В противоположность киношлягеру "Рассекая волны", "Идиоты" лишены мелодраматических подпорок, нет здесь и известных актеров, а эксперименты, которые ведут герои, каждый "в поисках внутреннего идиота", разрушают все мыслимые табу, демонстрируют крайнюю степень психологической агрессии. Чтобы раскрепостить своих исполнителей и вдохновить их на сеанс группового секса, фон Триер в первый же день явился на съемочную площадку голым. Эпатаж для него не самоцель, а способ рассказать правду о человеке, который обретает гармонию с миром лишь добровольно становясь "идиотом".
В качестве лидера "нового левого", "радикального", "идиосинкразического" кино фон Триер создал кинокомпанию по производству порнофильмов, а также возглавил коллектив киноавторов под провокационным названием
"Догма 95". Они подписали манифест, диктующий правила, по которым намерены теперь делать кино. Разумеется, антибуржуазное, но не повторяющее плачевный, по их мнению, опыт "новых волн". Спустя сорок лет после дебютов Годара и Трюффо, спустя тридцать после того, как майские радикалы 68-го закрыли Каннский фестиваль, фон Триер эпатирует кинематографическую общественность в возрожденной цитадели буржуазности.

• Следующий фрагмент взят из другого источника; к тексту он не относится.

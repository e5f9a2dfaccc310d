const APP_PREFIX: &str = "tickoff";
const LOG_FILE: &str = "tickoff.log";
const CONFIG: &str = "config.toml";
use crate::{clock::ElapsedMode, error::Result};
use log::debug;
use serde::Deserialize;
use std::{fs, path::PathBuf, time::Duration};

fn xdg_dirs() -> Result<xdg::BaseDirectories> {
    Ok(xdg::BaseDirectories::with_prefix(APP_PREFIX)?)
}

pub(crate) fn get_log_file() -> Result<PathBuf> {
    Ok(xdg_dirs()?.place_state_file(LOG_FILE)?)
}

pub(crate) fn find_config_file() -> Result<Option<PathBuf>> {
    Ok(xdg_dirs()?.find_config_file(CONFIG))
}

#[derive(Debug, Clone, PartialEq, Eq, Deserialize)]
#[serde(default, deny_unknown_fields)]
pub(crate) struct Config {
    /// Theme key or name selected at start-up.
    pub(crate) theme: String,
    /// Initial list title. Defaults to "<theme name> To-Do List".
    pub(crate) title: Option<String>,
    pub(crate) tick_millis: u64,
    pub(crate) elapsed: ElapsedMode,
}

impl Default for Config {
    fn default() -> Self {
        Config {
            theme: "calm".to_string(),
            title: None,
            tick_millis: 1000,
            elapsed: ElapsedMode::Present,
        }
    }
}

impl Config {
    /// Reads the user's config file if there is one, else the defaults.
    pub(crate) fn load() -> Result<Config> {
        match find_config_file()? {
            Some(path) => {
                debug!("Loading config from {path:?}");
                Self::parse(&fs::read_to_string(path)?)
            }
            None => {
                debug!("No config file, using defaults");
                Ok(Config::default())
            }
        }
    }

    pub(crate) fn parse(text: &str) -> Result<Config> {
        Ok(toml::from_str(text)?)
    }

    pub(crate) fn tick_period(&self) -> Duration {
        Duration::from_millis(self.tick_millis.max(1))
    }
}

#[cfg(test)]
mod tests {
    use super::*;
    use crate::error::Error;

    #[test]
    fn empty_file_gives_defaults() {
        assert_eq!(Config::parse("").unwrap(), Config::default());
        assert_eq!(Config::default().tick_period(), Duration::from_secs(1));
    }

    #[test]
    fn all_keys() {
        let config = Config::parse(
            r#"
            theme = "dark"
            title = "Groceries"
            tick_millis = 250
            elapsed = "session"
            "#,
        )
        .unwrap();
        assert_eq!(config.theme, "dark");
        assert_eq!(config.title.as_deref(), Some("Groceries"));
        assert_eq!(config.tick_period(), Duration::from_millis(250));
        assert_eq!(config.elapsed, ElapsedMode::Session);
    }

    #[test]
    fn unknown_keys_are_rejected() {
        assert!(matches!(
            Config::parse("colour = \"red\""),
            Err(Error::Config(_))
        ));
        assert!(matches!(
            Config::parse("elapsed = \"forever\""),
            Err(Error::Config(_))
        ));
    }
}
use crate::error::{Error, Result};
use log::info;
use ratatui::style::Color;

/// Color roles used across the UI. Every theme sets all of them.
#[derive(Debug, Clone, Copy, PartialEq, Eq)]
pub(crate) struct Palette {
    pub(crate) main_bg: Color,
    pub(crate) title_fg: Color,
    pub(crate) list_bg: Color,
    pub(crate) done_bg: Color,
    pub(crate) add_btn_bg: Color,
    pub(crate) exit_btn_bg: Color,
    pub(crate) exit_btn_fg: Color,
    pub(crate) default_fg: Color,
    pub(crate) done_fg: Color,
}

#[derive(Debug, Clone, PartialEq, Eq)]
pub(crate) struct Theme {
    pub(crate) key: &'static str,
    pub(crate) name: &'static str,
    pub(crate) palette: Palette,
}

impl Theme {
    fn matches(&self, name: &str) -> bool {
        let name = name.trim();
        self.key.eq_ignore_ascii_case(name) || self.name.eq_ignore_ascii_case(name)
    }
}

const CALM: Theme = Theme {
    key: "calm",
    name: "Calm (Mint & Yellow)",
    palette: Palette {
        main_bg: Color::Rgb(0xE6, 0xF7, 0xF2),
        title_fg: Color::Rgb(0x00, 0x33, 0x33),
        list_bg: Color::Rgb(0xFF, 0xFA, 0xCD),
        done_bg: Color::Rgb(0xF0, 0xF0, 0xF0),
        add_btn_bg: Color::Rgb(0xCC, 0xDD, 0xDD),
        exit_btn_bg: Color::Rgb(0xFF, 0xCC, 0xCC),
        exit_btn_fg: Color::Rgb(0x80, 0x00, 0x00),
        default_fg: Color::Rgb(0x00, 0x00, 0x00),
        done_fg: Color::Rgb(0x55, 0x55, 0x55),
    },
};

const DARK: Theme = Theme {
    key: "dark",
    name: "Dark (Charcoal)",
    palette: Palette {
        main_bg: Color::Rgb(0x1C, 0x1C, 0x1C),
        title_fg: Color::Rgb(0xE0, 0xE0, 0xE0),
        list_bg: Color::Rgb(0x33, 0x33, 0x33),
        done_bg: Color::Rgb(0x2A, 0x2A, 0x2A),
        add_btn_bg: Color::Rgb(0x55, 0x55, 0x55),
        exit_btn_bg: Color::Rgb(0x8B, 0x00, 0x00),
        exit_btn_fg: Color::Rgb(0xFF, 0xFF, 0xFF),
        default_fg: Color::Rgb(0xFF, 0xFF, 0xFF),
        done_fg: Color::Rgb(0xA0, 0xA0, 0xA0),
    },
};

/// Fixed set of themes with exactly one selected.
#[derive(Debug)]
pub(crate) struct ThemeRegistry {
    themes: Vec<Theme>,
    current: usize,
}

impl ThemeRegistry {
    pub(crate) fn builtin() -> Self {
        ThemeRegistry {
            themes: vec![CALM, DARK],
            current: 0,
        }
    }

    pub(crate) fn current(&self) -> &Theme {
        &self.themes[self.current]
    }

    pub(crate) fn palette(&self) -> &Palette {
        &self.current().palette
    }

    pub(crate) fn names(&self) -> impl Iterator<Item = &'static str> + '_ {
        self.themes.iter().map(|t| t.name)
    }

    /// Selects a theme by key or display name, ignoring case.
    pub(crate) fn select(&mut self, name: &str) -> Result<&Theme> {
        let index = self
            .themes
            .iter()
            .position(|t| t.matches(name))
            .ok_or_else(|| Error::InvalidTheme(name.to_string()))?;
        self.current = index;
        info!("Selected theme {}", self.themes[index].name);
        Ok(self.current())
    }

    pub(crate) fn cycle(&mut self) -> &Theme {
        self.current = (self.current + 1) % self.themes.len();
        info!("Selected theme {}", self.current().name);
        self.current()
    }
}
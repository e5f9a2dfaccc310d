use crate::{
    app::{Action, App, HitRegions},
    error::Result,
    events::{EventSource, INPUT_POLL},
    views::dialog::{run_modal, ConfirmDialog, PromptDialog, LAVENDER},
};
use log::{debug, info};
use ratatui::{
    prelude::*,
    widgets::{Block, Paragraph},
    Frame,
};

const SET_NAME: &str = " Set Name ";
const ADD_LABEL: &str = "Add Task: ";
const ADD_BUTTON: &str = " + ";
const EXIT_LABEL: &str = "Done with all the tasks";

enum Flow {
    Continue,
    Exit,
}

/// Runs the main screen until the user confirms the exit dialog.
pub(crate) fn run<B, E>(term: &mut Terminal<B>, events: &mut E, app: &mut App) -> Result<()>
where
    B: Backend,
    E: EventSource,
{
    loop {
        term.draw(|frame| app.draw(frame))?;
        if let Some(event) = events.next_event(INPUT_POLL)? {
            if let Some(action) = app.action_for(event) {
                debug!("Dispatching {action:?}");
                if let Flow::Exit = dispatch(term, events, app, action)? {
                    break;
                }
            }
        }
        app.service_ticker();
    }
    info!("Session ended");
    Ok(())
}

fn dispatch<B, E>(
    term: &mut Terminal<B>,
    events: &mut E,
    app: &mut App,
    action: Action,
) -> Result<Flow>
where
    B: Backend,
    E: EventSource,
{
    match action {
        Action::Add => {
            let dialog = PromptDialog::new("Add Task", "Enter the new task:", "Add", app.palette());
            if let Some(text) = run_modal(term, events, app, dialog)? {
                app.add_task(&text);
            }
        }
        Action::AddText(text) => {
            if !app.add_task(&text) {
                app.notify("Nothing to add");
            }
        }
        Action::Toggle(index) => app.toggle(index),
        Action::Delete(index) => {
            let Some(task) = app.task(index) else {
                return Ok(Flow::Continue);
            };
            let dialog = ConfirmDialog::new(
                "Confirm Delete",
                format!(
                    "Are you sure you want to delete task '{}'?",
                    task.description
                ),
                ("Yes, Delete", "No, Keep It"),
                app.palette(),
            );
            if run_modal(term, events, app, dialog)? {
                app.remove(index);
            }
        }
        Action::Rename => {
            let dialog = PromptDialog::new(
                "Set List Name",
                "Enter the new title for your To-Do List:",
                "OK",
                app.palette(),
            );
            if let Some(title) = run_modal(term, events, app, dialog)? {
                app.rename(&title);
            }
        }
        Action::RenameTo(title) => app.rename(&title),
        Action::SelectTheme(name) => {
            if let Err(e) = app.select_theme(&name) {
                let names: Vec<_> = app.themes.names().collect();
                app.notify(format!("{e}. Themes: {}", names.join(", ")));
            }
        }
        Action::CycleTheme => app.cycle_theme(),
        Action::Select(index) => app.list.select(index),
        Action::Scroll(scroll) => app.list.scroll(scroll),
        Action::Exit => {
            let stats = app.session_stats();
            let dialog = ConfirmDialog::new(
                "Session Complete & Exit",
                stats.summary(),
                ("Yes, End Session", "Cancel"),
                app.palette(),
            );
            if run_modal(term, events, app, dialog)? {
                return Ok(Flow::Exit);
            }
        }
    }
    Ok(Flow::Continue)
}

pub(crate) fn draw_home(frame: &mut Frame, app: &mut App) {
    let palette = app.palette();
    let area = frame.size();
    let base = Style::default().fg(palette.title_fg).bg(palette.main_bg);
    frame.render_widget(Block::default().style(base), area);

    let chunks = Layout::default()
        .direction(Direction::Vertical)
        .margin(1)
        .constraints([
            Constraint::Length(1),
            Constraint::Length(1),
            Constraint::Length(1),
            Constraint::Min(3),
            Constraint::Length(1),
            Constraint::Length(3),
        ])
        .split(area);

    let theme_label = format!(" Theme: {} ", app.themes.current().name);
    let title_row = Layout::default()
        .direction(Direction::Horizontal)
        .constraints([
            Constraint::Min(1),
            Constraint::Length(SET_NAME.len() as u16),
            Constraint::Length(1),
            Constraint::Length(theme_label.chars().count() as u16),
        ])
        .split(chunks[0]);
    frame.render_widget(
        Paragraph::new(app.title.as_str()).style(base.add_modifier(Modifier::BOLD)),
        title_row[0],
    );
    let (bg, fg) = LAVENDER;
    frame.render_widget(
        Paragraph::new(SET_NAME).style(Style::default().fg(fg).bg(bg)),
        title_row[1],
    );
    frame.render_widget(
        Paragraph::new(theme_label).style(base.add_modifier(Modifier::UNDERLINED)),
        title_row[3],
    );

    frame.render_widget(Paragraph::new(app.stats.as_str()).style(base), chunks[1]);

    let add_row = Layout::default()
        .direction(Direction::Horizontal)
        .constraints([
            Constraint::Min(0),
            Constraint::Length(ADD_LABEL.len() as u16),
            Constraint::Length(ADD_BUTTON.len() as u16),
        ])
        .split(chunks[2]);
    frame.render_widget(Paragraph::new(ADD_LABEL).style(base), add_row[1]);
    frame.render_widget(
        Paragraph::new(ADD_BUTTON).style(
            Style::default()
                .fg(palette.title_fg)
                .bg(palette.add_btn_bg)
                .add_modifier(Modifier::BOLD),
        ),
        add_row[2],
    );

    app.list.render(frame, chunks[3], &palette);

    frame.render_widget(
        Paragraph::new(EXIT_LABEL)
            .alignment(Alignment::Center)
            .style(Style::default().fg(palette.exit_btn_fg).bg(palette.exit_btn_bg)),
        chunks[4],
    );

    app.command.render(frame, chunks[5], &palette);

    app.hits = HitRegions {
        rename: title_row[1],
        theme: title_row[3],
        add: add_row[2],
        exit: chunks[4],
    };
}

Кинематограф не должен быть индивидуальным — утверждается в "Догме" с восклицательным знаком! Сегодняшнее кино должно использовать "технологический ураган", делаться в цвете и на широком формате, но при этом не быть жанровым (никаких перестрелок), не уходить от актуальной жизни ни исторически, ни географически, воспроизводить реальность "здесь и теперь" на натуре, без фальшивых декораций и светофильтров, с помощью подвижной ручной камеры, и даже фамилии режиссера не должно стоять в титрах.
Должно-не-должно, но фон Триер выступает в "Идиотах" одним из последних Авторов конца века. В своих эмоциональных кульминациях (женщина, потерявшая ребенка, в компании "игроков" и впрямь становится безумной) он достигает масштаба великих европейских классиков. И вместе с тем он нами манипулирует, он нас дурачит, его пафос ложен: так считают многие, кто не верит в искренность режиссера. Но современный режиссер не Бог и в вере по существу не нуждается.
Когда-то в "Элементе преступления" полицейский инспектор приходил к выводу, что раскрыть преступление можно лишь идентифицировавшись с убийцей. Глубокая ирония определяет и метод работы фон Триера, для которого акт творчества — идеальное преступление. В то же время всегда насмешливый фон Триер сочувствует жертвам насмешек и говорит в интервью: "Насмехайтесь и презирайте меня сколько хотите, но у меня колоссальный запас искренности. И он позволяет мне признаться, что я всегда сомневаюсь во всем., что касается окружающих, — в искренности их побуждений и поступков. Но никогда нс сомневаюсь в себе".
В своих высказываниях он не церемонится даже с такими "священными коровами", как Бергман и Трюффо, и упрекает большинство "парней, работающих в кино" в том, что у них "нет яиц". За присутствием этого компонента в собственном творчестве фон Триер придирчиво следит.
"Догма" уже стала культурным мифом новейшего кинематографа и вышла далеко за границы датского кинокоролевства. В ее канонах снимают сподвижник Уорхола авангардист со стажем Пол Морриси, модный Майк Фиггис, многие американские "независимые". Некоторые просто "примазываются". Молодые критики уже начинают поругивать "Догму" за псевдореволюционность. А фон Триеру, похоже, на "Догму" наплевать. Он дал кинематографу толчок и пошел дальше. Его новый фильм "Танцующая во тьме" — мюзикл с Бьорк и Катрин Денев в главных ролях. Догмы на то и есть, чтобы их безжалостно разрушать.